> **How to complete this task**
Check each line below for "message" and give the count of those that have it, nothing else.

> **Data excerpts**
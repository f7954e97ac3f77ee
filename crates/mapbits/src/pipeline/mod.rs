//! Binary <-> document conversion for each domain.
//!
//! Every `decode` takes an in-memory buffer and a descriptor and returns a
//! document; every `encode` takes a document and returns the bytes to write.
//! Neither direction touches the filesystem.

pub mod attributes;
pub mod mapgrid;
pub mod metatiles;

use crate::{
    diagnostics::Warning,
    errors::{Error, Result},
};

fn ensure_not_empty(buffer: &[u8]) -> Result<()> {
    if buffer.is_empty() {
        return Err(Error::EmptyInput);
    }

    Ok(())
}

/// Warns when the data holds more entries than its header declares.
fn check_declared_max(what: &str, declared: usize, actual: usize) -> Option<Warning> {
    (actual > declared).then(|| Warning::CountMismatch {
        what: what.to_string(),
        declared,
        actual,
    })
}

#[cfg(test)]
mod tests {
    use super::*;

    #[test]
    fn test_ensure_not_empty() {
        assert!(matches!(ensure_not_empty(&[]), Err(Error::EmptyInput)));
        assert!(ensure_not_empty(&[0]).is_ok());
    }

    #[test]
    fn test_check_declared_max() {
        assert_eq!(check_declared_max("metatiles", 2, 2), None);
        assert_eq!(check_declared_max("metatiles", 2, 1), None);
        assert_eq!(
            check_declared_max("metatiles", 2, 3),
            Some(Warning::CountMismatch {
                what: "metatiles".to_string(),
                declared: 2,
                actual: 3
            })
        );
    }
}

--

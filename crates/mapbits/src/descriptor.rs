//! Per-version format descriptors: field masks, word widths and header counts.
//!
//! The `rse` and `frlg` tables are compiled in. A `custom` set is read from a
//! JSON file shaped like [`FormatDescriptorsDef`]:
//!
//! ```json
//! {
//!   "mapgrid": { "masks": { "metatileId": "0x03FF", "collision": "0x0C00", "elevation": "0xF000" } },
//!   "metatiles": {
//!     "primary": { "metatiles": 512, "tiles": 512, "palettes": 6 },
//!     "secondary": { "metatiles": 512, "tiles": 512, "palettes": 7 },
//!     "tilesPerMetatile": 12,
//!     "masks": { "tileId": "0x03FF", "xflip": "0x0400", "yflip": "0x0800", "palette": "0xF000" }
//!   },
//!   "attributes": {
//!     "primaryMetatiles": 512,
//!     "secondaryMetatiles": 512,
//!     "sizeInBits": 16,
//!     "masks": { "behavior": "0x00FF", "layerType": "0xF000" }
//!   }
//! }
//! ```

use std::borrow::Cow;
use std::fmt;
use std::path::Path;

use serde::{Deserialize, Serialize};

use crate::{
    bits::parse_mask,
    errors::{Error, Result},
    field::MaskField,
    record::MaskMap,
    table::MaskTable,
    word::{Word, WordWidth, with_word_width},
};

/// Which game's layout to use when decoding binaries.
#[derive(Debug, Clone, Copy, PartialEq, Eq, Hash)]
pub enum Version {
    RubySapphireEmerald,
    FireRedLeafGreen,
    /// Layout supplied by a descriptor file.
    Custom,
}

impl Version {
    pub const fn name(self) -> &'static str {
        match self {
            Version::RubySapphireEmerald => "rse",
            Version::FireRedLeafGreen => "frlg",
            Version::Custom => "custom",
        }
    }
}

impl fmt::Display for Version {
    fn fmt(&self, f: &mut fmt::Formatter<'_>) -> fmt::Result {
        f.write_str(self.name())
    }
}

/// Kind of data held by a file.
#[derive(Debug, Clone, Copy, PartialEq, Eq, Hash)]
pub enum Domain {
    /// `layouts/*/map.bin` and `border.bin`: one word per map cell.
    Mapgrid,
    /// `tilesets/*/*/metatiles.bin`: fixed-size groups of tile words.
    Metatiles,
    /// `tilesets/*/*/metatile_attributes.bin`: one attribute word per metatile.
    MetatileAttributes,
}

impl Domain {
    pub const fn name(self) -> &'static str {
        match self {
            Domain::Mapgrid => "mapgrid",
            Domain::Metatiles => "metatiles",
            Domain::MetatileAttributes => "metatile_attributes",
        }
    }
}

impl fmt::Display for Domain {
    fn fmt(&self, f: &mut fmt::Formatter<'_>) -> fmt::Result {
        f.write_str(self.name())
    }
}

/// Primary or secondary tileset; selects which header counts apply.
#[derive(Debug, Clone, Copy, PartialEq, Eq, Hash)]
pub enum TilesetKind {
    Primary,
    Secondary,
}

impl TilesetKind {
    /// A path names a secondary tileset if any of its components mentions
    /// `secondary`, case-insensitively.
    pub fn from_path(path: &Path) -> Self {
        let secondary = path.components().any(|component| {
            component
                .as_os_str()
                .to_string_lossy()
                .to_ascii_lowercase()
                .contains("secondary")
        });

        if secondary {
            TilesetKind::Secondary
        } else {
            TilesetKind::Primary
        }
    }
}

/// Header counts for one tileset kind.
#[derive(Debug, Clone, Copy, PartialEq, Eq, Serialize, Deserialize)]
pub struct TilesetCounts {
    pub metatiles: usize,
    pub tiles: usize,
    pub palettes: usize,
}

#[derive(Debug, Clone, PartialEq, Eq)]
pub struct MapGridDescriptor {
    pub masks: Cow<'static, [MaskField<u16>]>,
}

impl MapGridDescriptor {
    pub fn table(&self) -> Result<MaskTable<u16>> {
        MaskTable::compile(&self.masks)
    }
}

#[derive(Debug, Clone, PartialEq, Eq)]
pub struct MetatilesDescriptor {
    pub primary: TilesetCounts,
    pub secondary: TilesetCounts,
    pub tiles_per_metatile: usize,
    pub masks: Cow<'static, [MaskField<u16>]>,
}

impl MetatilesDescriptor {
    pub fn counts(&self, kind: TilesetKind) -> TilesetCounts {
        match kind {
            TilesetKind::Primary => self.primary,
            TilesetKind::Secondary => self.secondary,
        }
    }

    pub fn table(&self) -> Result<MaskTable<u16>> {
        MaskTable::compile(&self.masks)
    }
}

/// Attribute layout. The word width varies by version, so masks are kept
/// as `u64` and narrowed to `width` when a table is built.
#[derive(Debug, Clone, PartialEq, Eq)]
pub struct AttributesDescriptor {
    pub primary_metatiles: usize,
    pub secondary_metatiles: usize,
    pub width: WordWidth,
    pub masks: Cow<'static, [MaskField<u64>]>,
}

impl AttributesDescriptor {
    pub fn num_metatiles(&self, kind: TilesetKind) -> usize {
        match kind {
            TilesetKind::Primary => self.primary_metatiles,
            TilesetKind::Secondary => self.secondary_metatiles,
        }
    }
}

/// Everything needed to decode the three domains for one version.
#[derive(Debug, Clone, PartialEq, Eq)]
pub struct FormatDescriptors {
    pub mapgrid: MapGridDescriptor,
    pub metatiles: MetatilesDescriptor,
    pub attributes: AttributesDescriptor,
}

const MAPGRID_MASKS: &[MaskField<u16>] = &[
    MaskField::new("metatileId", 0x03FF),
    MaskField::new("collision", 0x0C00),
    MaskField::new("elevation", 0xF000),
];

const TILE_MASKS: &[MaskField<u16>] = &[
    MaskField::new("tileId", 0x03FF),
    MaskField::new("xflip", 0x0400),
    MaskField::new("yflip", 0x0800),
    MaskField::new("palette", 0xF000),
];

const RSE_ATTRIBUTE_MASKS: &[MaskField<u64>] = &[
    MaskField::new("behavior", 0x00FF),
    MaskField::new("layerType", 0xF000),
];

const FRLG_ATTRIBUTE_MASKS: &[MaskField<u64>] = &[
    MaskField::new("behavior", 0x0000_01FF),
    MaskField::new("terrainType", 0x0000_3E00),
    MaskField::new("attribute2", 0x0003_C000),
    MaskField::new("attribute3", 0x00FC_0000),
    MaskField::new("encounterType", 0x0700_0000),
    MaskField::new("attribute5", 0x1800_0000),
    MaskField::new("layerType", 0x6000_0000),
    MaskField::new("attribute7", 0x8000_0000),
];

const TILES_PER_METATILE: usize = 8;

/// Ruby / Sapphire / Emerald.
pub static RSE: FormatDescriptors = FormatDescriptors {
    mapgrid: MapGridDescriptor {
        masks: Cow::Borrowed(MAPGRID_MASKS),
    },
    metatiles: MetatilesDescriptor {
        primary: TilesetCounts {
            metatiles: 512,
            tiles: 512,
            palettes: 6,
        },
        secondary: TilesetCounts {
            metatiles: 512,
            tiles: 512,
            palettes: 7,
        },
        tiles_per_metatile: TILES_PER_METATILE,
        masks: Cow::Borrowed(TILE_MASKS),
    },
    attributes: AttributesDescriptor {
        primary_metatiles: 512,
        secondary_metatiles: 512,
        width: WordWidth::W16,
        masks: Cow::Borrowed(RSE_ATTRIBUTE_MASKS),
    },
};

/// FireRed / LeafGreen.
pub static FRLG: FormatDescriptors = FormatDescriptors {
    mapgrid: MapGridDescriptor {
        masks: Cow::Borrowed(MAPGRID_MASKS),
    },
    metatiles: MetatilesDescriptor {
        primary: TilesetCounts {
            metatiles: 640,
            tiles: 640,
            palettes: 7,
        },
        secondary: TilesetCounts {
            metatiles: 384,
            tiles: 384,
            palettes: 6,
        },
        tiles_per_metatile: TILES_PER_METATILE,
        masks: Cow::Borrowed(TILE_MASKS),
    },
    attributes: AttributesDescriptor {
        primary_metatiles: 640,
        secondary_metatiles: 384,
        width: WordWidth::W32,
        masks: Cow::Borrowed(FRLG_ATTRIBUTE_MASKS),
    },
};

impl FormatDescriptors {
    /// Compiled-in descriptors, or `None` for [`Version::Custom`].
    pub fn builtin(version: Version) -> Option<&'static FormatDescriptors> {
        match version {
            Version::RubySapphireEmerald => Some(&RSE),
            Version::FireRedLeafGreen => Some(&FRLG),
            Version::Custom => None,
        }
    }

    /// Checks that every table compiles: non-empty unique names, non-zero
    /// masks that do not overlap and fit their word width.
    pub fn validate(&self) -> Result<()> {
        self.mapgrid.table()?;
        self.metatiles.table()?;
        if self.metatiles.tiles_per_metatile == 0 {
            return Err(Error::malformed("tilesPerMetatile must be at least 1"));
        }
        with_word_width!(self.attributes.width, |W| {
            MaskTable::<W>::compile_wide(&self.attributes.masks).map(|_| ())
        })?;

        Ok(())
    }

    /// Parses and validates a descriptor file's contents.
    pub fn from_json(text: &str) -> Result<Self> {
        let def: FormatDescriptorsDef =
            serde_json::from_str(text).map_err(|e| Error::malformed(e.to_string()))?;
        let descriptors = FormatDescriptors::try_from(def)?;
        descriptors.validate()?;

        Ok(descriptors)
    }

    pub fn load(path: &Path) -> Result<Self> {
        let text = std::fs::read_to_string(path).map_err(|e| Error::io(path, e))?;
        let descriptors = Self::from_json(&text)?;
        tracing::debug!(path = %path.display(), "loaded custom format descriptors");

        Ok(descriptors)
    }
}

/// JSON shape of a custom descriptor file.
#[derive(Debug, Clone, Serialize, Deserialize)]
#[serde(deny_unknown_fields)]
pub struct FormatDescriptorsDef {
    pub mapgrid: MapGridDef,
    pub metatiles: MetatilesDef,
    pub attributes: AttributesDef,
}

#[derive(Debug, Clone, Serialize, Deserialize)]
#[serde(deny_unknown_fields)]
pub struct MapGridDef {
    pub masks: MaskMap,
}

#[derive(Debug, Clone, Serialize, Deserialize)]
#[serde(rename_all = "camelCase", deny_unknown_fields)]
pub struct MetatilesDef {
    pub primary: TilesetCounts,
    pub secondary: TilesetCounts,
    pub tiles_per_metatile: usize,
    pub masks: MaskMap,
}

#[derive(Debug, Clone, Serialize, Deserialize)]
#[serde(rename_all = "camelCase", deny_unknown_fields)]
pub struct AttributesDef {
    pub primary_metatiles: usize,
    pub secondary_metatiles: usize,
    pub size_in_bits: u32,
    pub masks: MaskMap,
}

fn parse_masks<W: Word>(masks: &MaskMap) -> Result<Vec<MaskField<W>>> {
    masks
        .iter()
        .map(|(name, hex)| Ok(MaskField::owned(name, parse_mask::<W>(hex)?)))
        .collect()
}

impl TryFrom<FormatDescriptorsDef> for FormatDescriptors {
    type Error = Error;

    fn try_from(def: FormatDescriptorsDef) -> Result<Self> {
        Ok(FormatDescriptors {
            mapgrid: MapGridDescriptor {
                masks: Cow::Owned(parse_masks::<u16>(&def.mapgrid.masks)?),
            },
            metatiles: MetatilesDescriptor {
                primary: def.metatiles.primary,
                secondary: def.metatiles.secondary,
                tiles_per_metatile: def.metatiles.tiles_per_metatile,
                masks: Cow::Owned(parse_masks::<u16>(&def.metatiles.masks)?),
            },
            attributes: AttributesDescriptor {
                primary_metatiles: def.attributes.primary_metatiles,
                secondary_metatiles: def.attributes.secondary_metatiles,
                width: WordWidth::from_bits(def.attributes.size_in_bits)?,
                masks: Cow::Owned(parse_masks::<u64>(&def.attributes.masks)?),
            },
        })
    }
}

* * *

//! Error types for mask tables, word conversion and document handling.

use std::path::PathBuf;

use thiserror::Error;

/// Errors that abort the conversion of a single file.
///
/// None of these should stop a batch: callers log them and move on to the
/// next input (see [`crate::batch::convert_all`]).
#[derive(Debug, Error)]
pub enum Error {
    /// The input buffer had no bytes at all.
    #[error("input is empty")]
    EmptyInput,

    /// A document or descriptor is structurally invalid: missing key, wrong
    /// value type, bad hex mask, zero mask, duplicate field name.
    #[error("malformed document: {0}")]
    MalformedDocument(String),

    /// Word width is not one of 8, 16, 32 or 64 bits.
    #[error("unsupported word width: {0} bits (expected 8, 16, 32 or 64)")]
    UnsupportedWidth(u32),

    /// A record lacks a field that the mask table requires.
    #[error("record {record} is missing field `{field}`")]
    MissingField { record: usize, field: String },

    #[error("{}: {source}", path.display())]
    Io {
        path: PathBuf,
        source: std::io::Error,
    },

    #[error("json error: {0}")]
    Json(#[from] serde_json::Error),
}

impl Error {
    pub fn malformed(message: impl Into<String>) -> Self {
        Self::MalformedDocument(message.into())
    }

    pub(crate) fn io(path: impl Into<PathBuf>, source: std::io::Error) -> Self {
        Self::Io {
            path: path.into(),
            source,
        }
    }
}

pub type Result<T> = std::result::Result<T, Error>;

> **Solution for this task**
2